• _Work task_
Would you copy all lines in the data that contain the word "dependencies"?

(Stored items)

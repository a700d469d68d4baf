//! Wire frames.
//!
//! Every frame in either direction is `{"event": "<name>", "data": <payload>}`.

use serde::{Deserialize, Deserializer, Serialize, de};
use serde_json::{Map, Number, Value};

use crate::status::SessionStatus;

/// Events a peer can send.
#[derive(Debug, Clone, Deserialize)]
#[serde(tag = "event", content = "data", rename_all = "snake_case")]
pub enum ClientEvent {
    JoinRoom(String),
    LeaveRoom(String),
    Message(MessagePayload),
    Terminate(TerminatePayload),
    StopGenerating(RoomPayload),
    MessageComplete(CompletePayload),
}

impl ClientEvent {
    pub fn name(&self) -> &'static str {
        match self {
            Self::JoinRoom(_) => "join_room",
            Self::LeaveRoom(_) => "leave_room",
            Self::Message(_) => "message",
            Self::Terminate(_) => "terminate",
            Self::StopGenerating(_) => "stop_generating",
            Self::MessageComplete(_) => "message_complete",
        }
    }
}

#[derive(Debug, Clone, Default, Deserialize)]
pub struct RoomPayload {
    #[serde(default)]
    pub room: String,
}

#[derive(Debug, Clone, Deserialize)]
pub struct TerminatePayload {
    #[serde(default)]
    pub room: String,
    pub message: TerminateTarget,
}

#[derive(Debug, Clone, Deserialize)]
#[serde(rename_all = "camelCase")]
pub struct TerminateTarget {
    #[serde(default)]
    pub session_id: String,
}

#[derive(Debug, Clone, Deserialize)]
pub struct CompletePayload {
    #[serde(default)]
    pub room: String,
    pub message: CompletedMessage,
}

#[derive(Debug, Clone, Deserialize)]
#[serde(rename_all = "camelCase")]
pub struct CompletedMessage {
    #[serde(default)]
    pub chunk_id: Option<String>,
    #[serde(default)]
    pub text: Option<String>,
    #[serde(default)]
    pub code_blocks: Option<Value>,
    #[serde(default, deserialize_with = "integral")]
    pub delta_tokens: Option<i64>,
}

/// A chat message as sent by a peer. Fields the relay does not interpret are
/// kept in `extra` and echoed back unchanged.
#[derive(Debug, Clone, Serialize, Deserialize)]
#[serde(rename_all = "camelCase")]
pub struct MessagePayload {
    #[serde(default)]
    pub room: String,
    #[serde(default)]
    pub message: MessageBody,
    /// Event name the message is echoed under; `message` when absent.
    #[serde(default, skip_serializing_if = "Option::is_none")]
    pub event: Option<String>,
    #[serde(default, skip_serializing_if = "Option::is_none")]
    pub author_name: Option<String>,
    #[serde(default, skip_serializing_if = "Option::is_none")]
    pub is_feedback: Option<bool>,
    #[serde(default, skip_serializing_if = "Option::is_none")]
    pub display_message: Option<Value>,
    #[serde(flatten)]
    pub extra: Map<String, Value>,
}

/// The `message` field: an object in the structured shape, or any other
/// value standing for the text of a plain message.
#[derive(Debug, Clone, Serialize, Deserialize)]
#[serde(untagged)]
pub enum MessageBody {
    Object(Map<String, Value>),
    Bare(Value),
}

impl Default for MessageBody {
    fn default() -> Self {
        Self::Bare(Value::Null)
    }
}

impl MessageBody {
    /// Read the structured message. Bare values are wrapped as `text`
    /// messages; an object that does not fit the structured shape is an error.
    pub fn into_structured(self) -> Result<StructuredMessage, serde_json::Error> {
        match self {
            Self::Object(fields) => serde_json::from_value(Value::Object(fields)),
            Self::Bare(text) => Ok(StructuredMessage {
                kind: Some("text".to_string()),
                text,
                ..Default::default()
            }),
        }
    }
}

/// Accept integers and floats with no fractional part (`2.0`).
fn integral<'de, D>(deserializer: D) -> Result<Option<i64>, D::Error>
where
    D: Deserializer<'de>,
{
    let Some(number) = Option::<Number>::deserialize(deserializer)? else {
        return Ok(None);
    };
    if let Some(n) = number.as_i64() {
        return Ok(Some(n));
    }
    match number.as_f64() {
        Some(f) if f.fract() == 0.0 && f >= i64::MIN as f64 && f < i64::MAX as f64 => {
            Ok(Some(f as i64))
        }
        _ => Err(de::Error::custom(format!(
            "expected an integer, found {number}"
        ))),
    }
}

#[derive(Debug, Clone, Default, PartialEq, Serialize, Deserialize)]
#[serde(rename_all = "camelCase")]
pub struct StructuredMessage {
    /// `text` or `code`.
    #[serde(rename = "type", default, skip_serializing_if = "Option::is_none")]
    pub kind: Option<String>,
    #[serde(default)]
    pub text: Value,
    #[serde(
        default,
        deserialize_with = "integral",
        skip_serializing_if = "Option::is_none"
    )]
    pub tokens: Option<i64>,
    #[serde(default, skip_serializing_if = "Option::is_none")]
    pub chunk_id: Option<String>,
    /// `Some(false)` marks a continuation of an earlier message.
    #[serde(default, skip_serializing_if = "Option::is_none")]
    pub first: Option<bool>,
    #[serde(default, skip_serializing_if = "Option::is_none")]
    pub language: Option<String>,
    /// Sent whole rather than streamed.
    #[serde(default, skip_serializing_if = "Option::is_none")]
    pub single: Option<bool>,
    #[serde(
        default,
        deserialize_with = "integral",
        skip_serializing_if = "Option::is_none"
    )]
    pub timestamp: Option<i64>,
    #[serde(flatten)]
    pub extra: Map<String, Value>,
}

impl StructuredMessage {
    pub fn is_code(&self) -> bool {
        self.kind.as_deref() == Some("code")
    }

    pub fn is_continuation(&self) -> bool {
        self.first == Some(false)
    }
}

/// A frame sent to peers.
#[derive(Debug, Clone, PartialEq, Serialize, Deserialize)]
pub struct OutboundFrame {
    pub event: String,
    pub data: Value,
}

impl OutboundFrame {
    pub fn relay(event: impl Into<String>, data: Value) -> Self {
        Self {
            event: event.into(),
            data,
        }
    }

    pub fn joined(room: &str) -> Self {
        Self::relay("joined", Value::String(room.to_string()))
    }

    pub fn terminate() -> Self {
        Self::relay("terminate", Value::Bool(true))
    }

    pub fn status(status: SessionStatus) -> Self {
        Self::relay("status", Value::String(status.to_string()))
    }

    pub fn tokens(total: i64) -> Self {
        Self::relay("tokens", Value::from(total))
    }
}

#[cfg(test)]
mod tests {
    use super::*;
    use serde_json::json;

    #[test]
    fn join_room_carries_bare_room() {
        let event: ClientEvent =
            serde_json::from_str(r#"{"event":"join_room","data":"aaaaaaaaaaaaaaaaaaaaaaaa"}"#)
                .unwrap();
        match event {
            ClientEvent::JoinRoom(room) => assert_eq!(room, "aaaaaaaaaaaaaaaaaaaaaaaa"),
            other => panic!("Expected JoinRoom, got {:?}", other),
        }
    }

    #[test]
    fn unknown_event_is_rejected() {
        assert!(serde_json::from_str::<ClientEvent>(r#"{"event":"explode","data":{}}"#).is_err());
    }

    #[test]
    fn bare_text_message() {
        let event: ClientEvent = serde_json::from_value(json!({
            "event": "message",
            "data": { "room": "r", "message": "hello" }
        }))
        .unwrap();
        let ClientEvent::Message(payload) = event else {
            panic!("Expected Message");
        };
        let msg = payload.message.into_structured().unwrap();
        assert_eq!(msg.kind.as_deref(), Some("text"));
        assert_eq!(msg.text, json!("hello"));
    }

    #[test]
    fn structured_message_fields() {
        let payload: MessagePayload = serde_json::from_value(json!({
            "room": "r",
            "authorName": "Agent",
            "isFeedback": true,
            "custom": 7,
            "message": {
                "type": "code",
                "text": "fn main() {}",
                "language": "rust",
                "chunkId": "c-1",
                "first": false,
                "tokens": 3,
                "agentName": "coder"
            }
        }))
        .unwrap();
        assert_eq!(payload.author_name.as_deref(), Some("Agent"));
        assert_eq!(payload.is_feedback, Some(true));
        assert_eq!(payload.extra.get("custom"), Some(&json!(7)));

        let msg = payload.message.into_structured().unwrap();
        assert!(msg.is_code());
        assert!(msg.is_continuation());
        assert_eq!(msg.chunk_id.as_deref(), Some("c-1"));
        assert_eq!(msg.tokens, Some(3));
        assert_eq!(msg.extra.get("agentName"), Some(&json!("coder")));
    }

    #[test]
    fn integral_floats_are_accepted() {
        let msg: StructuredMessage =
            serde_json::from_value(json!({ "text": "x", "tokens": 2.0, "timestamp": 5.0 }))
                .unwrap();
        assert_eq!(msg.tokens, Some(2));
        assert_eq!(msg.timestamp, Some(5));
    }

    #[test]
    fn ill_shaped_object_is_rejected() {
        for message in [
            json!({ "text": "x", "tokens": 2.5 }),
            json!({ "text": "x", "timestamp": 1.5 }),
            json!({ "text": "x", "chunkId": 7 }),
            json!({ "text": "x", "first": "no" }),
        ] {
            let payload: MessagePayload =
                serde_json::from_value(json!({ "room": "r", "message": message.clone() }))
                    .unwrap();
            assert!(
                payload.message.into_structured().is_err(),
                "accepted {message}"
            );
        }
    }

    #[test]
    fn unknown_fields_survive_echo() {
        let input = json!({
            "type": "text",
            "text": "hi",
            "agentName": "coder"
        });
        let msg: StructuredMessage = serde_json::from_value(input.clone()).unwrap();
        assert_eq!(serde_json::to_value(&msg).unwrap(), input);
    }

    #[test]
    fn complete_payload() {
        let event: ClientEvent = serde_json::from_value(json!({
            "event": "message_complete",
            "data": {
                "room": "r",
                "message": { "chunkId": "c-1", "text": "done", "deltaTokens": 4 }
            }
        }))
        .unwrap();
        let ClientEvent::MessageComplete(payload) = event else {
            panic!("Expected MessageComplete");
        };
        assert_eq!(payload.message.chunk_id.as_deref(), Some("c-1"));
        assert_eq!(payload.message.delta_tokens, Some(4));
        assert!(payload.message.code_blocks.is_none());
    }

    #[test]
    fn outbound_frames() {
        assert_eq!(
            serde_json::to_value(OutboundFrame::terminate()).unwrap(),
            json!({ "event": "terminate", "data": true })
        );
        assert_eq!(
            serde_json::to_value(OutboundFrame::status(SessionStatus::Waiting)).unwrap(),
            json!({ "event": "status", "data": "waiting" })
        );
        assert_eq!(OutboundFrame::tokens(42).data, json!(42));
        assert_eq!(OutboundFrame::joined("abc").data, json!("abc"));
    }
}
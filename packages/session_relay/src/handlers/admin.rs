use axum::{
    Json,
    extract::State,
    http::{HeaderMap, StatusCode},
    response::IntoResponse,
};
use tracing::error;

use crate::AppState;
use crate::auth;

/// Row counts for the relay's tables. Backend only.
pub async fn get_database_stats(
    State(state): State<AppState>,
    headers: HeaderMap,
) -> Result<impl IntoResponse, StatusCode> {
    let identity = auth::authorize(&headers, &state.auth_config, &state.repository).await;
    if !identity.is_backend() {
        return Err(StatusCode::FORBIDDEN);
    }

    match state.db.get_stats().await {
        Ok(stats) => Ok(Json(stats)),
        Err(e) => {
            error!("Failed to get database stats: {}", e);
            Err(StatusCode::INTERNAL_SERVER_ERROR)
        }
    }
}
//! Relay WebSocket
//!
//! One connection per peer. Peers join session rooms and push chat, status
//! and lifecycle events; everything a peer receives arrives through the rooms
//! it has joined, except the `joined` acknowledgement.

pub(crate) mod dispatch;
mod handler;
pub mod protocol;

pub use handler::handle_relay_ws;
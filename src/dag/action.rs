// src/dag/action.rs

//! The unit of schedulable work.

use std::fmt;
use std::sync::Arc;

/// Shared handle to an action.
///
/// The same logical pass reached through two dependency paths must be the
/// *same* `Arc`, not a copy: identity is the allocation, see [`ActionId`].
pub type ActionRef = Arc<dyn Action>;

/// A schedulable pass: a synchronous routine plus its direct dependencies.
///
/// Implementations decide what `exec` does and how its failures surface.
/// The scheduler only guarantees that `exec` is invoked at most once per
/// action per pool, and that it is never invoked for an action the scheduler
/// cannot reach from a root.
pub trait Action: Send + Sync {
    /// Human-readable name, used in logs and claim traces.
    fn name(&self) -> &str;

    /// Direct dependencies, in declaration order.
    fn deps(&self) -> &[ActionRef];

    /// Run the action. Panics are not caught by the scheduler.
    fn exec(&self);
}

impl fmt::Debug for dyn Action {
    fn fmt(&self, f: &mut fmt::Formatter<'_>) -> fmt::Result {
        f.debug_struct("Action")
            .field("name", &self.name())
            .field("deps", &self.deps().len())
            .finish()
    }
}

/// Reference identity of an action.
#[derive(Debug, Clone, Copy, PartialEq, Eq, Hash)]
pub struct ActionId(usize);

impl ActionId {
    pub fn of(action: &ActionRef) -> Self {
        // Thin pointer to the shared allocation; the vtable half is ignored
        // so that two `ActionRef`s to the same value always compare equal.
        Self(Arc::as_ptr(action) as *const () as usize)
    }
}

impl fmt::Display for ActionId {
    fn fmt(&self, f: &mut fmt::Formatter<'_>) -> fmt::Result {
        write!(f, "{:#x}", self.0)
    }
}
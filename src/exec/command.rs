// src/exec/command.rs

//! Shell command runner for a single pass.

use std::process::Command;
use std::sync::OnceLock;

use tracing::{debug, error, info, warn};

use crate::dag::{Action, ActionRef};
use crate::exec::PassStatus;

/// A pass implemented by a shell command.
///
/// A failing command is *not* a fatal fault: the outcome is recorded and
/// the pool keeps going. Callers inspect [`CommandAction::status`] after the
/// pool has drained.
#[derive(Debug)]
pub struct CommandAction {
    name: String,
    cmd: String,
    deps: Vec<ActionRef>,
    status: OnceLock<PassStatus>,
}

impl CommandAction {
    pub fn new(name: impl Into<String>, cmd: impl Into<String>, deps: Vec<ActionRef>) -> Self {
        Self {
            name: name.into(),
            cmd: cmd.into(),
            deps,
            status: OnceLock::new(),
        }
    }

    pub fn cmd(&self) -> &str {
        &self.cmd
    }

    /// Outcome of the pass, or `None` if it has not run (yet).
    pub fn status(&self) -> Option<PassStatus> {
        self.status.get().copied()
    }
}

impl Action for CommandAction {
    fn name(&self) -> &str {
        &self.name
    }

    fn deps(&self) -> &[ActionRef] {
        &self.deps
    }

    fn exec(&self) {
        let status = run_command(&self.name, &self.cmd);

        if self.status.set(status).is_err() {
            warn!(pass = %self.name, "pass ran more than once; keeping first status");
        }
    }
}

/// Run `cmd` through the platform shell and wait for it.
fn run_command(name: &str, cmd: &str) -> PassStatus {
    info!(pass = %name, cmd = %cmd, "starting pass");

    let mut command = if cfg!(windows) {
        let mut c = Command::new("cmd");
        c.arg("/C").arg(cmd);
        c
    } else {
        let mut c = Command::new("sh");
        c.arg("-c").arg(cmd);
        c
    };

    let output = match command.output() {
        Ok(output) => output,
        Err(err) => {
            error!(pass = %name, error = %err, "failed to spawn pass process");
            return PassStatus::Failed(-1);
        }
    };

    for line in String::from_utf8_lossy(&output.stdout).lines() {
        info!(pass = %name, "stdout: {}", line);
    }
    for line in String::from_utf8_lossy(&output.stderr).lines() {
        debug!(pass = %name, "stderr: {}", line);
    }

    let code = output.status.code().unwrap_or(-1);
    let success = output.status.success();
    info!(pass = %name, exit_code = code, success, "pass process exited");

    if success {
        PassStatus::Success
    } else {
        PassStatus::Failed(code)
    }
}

• _Answer below_
/// A schedulable pass: a synchronous routine plus its direct dependencies.
    /// Direct dependencies, in declaration order.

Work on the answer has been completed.